Match the string "impl" against each line below, and copy every line that matches.

(Beginning of RECORD EXTRACTS)

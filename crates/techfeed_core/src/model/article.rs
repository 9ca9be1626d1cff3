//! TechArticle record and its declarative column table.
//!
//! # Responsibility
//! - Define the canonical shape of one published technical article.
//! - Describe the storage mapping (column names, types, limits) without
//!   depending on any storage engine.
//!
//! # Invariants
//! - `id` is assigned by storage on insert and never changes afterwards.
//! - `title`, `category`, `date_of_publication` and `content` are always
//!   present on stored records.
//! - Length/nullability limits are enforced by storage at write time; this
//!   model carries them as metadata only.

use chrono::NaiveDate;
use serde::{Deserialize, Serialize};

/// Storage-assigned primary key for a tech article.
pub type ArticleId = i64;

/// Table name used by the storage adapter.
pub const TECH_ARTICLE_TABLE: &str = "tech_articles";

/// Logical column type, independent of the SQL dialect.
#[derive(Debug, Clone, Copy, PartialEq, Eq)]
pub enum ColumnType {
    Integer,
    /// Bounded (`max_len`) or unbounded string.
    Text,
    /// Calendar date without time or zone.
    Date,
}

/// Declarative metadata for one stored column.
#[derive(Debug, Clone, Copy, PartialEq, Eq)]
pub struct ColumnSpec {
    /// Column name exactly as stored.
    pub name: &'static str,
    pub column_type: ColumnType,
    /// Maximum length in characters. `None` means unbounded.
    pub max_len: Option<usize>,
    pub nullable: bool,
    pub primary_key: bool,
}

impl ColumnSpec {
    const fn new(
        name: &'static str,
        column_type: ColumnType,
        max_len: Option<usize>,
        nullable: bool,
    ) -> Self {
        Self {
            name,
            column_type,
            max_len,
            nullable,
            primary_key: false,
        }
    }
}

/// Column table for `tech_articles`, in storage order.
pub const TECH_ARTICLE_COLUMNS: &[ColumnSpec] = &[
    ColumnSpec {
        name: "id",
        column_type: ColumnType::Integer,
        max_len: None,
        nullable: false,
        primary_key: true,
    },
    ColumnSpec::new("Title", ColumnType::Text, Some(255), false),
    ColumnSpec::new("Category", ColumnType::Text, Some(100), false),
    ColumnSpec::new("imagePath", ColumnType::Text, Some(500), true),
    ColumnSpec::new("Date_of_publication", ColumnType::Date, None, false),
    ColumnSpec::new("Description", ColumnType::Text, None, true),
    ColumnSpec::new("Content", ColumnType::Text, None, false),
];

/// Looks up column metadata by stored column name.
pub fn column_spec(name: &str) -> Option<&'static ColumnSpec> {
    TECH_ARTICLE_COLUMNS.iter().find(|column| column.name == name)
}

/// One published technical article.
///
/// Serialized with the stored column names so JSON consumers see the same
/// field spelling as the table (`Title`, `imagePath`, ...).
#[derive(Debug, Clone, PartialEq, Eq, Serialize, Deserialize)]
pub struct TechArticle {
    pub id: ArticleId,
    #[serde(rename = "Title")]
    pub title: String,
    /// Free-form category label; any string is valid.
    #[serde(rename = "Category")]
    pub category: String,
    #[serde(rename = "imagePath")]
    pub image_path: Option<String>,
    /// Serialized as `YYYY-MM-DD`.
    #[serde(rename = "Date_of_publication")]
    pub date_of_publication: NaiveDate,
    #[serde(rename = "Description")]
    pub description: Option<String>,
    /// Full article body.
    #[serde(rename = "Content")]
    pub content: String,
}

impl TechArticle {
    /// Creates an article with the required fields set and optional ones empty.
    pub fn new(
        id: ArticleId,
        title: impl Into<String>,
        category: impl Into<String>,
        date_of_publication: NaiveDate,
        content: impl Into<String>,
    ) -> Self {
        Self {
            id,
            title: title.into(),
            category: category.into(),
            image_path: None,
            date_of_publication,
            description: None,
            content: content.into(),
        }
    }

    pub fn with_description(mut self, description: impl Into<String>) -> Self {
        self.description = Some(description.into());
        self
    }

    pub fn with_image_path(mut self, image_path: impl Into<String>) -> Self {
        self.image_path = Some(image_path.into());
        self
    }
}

(End of RECORD EXTRACTS)

PROBLEM SOLUTION.
impl ColumnSpec {
impl TechArticle {
        title: impl Into<String>,
        category: impl Into<String>,
        content: impl Into<String>,
    pub fn with_description(mut self, description: impl Into<String>) -> Self {
    pub fn with_image_path(mut self, image_path: impl Into<String>) -> Self {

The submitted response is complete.